* Saved data entries:
== == ==

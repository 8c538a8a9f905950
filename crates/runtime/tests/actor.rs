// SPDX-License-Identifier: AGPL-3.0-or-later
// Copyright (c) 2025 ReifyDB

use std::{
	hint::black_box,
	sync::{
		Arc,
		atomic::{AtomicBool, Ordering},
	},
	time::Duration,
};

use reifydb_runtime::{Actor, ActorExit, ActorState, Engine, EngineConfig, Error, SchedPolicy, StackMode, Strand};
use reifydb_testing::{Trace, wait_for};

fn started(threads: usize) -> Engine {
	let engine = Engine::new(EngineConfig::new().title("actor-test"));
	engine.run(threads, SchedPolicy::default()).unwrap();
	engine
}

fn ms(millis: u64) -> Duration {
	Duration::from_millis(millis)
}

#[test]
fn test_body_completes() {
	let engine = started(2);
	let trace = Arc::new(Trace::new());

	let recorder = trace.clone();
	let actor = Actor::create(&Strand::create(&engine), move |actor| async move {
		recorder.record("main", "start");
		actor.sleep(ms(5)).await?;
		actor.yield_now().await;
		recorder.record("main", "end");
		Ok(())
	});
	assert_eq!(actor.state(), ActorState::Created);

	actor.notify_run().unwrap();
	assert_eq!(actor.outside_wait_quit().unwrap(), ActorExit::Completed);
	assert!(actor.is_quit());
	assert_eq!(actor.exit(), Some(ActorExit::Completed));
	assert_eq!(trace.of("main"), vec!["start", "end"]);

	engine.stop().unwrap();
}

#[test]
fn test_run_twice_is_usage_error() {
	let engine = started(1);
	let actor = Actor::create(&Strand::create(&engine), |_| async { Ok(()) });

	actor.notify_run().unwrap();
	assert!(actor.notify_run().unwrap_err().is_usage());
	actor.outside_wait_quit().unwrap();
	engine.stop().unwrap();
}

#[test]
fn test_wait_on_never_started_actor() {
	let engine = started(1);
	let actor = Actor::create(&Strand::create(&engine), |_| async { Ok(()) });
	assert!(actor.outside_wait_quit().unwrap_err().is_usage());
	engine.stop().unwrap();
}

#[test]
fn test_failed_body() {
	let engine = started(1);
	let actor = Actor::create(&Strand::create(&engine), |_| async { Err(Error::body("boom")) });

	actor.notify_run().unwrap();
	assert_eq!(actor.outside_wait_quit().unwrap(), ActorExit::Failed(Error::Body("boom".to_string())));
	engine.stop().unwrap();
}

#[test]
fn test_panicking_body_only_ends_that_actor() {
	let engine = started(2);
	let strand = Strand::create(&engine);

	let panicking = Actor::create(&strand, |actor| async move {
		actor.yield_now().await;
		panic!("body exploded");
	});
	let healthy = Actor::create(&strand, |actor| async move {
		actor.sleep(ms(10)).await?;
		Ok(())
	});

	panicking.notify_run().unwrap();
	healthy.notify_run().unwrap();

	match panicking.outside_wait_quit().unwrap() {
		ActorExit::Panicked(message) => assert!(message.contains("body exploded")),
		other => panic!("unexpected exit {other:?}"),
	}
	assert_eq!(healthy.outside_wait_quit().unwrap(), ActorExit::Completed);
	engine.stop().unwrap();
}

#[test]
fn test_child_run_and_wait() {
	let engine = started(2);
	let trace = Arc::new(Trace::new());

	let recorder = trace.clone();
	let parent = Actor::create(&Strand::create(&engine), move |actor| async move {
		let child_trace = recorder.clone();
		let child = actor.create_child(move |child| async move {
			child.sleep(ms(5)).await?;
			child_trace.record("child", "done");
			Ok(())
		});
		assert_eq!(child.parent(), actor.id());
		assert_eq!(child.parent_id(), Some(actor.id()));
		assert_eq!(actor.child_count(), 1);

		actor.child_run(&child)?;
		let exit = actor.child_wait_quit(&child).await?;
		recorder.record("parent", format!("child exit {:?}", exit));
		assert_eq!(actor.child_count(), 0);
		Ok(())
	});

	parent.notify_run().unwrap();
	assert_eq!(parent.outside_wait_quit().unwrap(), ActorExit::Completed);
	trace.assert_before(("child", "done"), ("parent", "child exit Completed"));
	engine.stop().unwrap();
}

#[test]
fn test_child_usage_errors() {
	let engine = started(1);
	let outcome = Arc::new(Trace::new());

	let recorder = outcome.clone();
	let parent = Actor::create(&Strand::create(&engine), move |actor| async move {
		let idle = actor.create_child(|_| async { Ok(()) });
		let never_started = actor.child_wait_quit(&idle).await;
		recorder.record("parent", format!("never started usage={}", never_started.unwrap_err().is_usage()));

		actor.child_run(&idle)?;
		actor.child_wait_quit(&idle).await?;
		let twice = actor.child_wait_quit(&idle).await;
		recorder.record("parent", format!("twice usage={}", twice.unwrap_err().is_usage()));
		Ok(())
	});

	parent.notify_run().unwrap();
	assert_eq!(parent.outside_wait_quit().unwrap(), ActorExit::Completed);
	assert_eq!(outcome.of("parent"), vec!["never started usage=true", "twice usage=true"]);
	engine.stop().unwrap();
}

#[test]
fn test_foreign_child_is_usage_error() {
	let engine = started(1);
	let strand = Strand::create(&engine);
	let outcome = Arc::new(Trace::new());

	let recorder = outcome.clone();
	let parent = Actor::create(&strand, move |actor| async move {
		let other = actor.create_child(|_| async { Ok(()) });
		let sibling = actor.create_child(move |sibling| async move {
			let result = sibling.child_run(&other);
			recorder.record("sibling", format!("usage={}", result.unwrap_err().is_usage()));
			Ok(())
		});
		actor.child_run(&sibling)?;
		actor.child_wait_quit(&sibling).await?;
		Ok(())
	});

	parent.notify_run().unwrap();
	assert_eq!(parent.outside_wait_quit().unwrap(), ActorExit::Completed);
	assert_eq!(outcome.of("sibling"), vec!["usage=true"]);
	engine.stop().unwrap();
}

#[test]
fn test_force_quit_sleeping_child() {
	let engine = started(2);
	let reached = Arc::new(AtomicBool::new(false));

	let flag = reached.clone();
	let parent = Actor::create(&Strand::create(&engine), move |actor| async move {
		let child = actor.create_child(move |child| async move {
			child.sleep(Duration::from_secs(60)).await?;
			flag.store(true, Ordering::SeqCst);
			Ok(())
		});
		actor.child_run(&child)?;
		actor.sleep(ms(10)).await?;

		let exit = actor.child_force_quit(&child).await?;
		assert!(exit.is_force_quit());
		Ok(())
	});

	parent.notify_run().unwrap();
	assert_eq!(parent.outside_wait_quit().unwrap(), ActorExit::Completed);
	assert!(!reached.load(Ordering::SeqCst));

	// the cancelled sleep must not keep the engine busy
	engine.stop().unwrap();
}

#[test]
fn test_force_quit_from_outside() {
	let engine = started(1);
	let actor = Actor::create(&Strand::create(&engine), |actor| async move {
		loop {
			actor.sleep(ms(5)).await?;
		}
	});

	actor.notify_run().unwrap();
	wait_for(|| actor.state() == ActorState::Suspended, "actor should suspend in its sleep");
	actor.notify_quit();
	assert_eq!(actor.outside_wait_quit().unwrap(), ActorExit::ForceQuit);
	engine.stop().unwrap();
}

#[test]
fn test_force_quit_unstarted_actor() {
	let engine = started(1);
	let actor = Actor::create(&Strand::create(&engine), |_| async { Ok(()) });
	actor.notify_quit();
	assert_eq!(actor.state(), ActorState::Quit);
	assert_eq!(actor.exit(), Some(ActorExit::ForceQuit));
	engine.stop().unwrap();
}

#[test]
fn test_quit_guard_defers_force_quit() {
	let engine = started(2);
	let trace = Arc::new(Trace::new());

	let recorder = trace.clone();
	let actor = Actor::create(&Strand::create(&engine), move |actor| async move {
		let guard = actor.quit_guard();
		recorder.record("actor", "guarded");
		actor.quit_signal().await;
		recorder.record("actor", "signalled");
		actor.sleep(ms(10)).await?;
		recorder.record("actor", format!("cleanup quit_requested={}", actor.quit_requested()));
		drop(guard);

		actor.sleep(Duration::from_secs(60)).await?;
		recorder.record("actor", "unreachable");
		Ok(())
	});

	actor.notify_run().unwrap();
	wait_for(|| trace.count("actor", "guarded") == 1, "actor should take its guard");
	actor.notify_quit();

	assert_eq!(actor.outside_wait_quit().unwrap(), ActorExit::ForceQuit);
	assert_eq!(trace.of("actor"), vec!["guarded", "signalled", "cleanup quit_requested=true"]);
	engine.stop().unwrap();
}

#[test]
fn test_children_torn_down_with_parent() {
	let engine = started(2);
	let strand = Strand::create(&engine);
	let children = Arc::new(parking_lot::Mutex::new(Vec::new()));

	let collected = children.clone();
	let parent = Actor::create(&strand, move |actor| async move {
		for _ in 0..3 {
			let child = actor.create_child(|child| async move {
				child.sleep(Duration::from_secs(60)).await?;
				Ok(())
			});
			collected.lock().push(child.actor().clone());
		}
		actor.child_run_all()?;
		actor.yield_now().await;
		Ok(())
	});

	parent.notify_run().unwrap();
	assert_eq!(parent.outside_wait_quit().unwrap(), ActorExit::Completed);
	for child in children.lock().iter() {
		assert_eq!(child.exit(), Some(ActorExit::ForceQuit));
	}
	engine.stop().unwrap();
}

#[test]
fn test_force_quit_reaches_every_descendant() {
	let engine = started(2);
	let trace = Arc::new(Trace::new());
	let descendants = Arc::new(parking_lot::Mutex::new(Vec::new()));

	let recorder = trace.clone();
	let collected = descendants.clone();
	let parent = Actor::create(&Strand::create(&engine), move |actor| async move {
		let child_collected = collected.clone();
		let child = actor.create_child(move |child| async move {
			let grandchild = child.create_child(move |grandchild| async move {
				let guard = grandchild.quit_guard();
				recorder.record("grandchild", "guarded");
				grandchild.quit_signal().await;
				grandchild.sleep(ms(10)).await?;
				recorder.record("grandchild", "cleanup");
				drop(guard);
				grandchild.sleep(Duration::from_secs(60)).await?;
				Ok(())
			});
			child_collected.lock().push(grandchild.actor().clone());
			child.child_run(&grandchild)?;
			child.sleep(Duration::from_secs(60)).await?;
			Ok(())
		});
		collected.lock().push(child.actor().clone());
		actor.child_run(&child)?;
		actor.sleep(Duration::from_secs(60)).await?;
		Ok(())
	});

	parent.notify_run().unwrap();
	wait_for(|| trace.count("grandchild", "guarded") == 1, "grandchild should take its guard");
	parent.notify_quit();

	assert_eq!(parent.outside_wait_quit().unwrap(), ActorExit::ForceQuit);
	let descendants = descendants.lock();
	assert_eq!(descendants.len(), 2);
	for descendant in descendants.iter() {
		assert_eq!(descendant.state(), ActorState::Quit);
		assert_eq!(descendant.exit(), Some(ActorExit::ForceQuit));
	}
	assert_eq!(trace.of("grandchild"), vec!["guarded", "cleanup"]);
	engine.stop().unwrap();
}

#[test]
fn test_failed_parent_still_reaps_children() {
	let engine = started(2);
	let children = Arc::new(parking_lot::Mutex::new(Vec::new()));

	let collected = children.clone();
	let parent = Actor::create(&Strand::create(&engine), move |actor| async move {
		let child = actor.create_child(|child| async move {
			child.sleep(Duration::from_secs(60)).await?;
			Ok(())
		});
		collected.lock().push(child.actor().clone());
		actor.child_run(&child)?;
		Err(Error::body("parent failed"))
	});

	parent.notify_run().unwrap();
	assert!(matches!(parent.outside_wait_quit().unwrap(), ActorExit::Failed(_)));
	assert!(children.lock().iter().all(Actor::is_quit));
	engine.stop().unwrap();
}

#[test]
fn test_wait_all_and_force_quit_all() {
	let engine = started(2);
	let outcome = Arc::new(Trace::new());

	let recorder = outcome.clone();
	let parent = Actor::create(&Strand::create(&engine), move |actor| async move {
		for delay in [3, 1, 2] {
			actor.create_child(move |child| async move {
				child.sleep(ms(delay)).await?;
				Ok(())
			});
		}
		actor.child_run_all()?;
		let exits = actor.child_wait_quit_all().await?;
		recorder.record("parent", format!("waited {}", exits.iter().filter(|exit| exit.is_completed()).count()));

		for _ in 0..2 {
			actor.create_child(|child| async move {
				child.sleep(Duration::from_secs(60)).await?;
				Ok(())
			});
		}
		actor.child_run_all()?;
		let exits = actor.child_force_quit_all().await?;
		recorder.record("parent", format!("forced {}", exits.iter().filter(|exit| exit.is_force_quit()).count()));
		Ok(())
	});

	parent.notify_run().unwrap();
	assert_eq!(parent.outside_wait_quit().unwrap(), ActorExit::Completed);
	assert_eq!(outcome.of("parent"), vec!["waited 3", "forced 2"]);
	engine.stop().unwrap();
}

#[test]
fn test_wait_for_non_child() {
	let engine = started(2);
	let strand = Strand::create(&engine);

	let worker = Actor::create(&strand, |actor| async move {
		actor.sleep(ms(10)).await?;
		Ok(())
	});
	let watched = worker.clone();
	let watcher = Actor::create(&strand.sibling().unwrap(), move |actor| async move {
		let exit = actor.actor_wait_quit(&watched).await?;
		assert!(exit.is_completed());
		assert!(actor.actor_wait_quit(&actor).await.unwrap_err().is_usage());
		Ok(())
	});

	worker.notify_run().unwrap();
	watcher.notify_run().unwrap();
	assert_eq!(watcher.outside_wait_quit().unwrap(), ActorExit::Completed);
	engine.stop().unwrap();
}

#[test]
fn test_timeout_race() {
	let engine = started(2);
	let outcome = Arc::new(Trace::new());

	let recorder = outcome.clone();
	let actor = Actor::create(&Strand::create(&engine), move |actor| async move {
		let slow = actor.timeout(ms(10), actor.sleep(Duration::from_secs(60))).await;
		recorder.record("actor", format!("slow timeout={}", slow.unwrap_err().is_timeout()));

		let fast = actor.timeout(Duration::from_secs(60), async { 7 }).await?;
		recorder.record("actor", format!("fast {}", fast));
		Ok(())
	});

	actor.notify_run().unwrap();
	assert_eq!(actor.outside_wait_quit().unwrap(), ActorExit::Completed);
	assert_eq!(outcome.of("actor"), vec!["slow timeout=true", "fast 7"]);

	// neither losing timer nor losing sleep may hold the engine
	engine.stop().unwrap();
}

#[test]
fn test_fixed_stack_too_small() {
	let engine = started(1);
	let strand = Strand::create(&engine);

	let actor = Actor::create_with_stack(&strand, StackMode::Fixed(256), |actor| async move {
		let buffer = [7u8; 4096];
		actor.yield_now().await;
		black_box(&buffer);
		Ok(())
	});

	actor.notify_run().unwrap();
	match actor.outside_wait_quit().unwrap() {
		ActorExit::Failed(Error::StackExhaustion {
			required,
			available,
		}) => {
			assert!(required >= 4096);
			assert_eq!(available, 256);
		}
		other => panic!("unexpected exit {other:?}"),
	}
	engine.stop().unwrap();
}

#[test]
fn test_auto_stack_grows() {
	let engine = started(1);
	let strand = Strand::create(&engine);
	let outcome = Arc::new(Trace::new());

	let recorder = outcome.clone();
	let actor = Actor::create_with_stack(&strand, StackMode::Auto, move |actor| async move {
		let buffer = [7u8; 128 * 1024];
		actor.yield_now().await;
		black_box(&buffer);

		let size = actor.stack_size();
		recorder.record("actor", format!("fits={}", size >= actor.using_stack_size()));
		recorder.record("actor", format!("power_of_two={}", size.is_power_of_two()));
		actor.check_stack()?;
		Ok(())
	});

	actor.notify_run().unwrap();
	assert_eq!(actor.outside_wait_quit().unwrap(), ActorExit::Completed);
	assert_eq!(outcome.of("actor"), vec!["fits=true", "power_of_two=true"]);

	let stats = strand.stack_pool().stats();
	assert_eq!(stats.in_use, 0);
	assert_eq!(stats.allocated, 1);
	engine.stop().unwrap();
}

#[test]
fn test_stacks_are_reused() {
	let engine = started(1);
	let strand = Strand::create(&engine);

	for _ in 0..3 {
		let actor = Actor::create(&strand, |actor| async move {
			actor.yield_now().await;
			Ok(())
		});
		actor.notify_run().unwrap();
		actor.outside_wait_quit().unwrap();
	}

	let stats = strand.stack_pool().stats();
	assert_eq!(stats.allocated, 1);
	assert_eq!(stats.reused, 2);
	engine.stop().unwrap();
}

== == ==

* Task instructions:
Which lines of the data hold the string "buffer"? Return each of them.

* Expected output:
		let buffer = [7u8; 4096];
		black_box(&buffer);
		let buffer = [7u8; 128 * 1024];
		black_box(&buffer);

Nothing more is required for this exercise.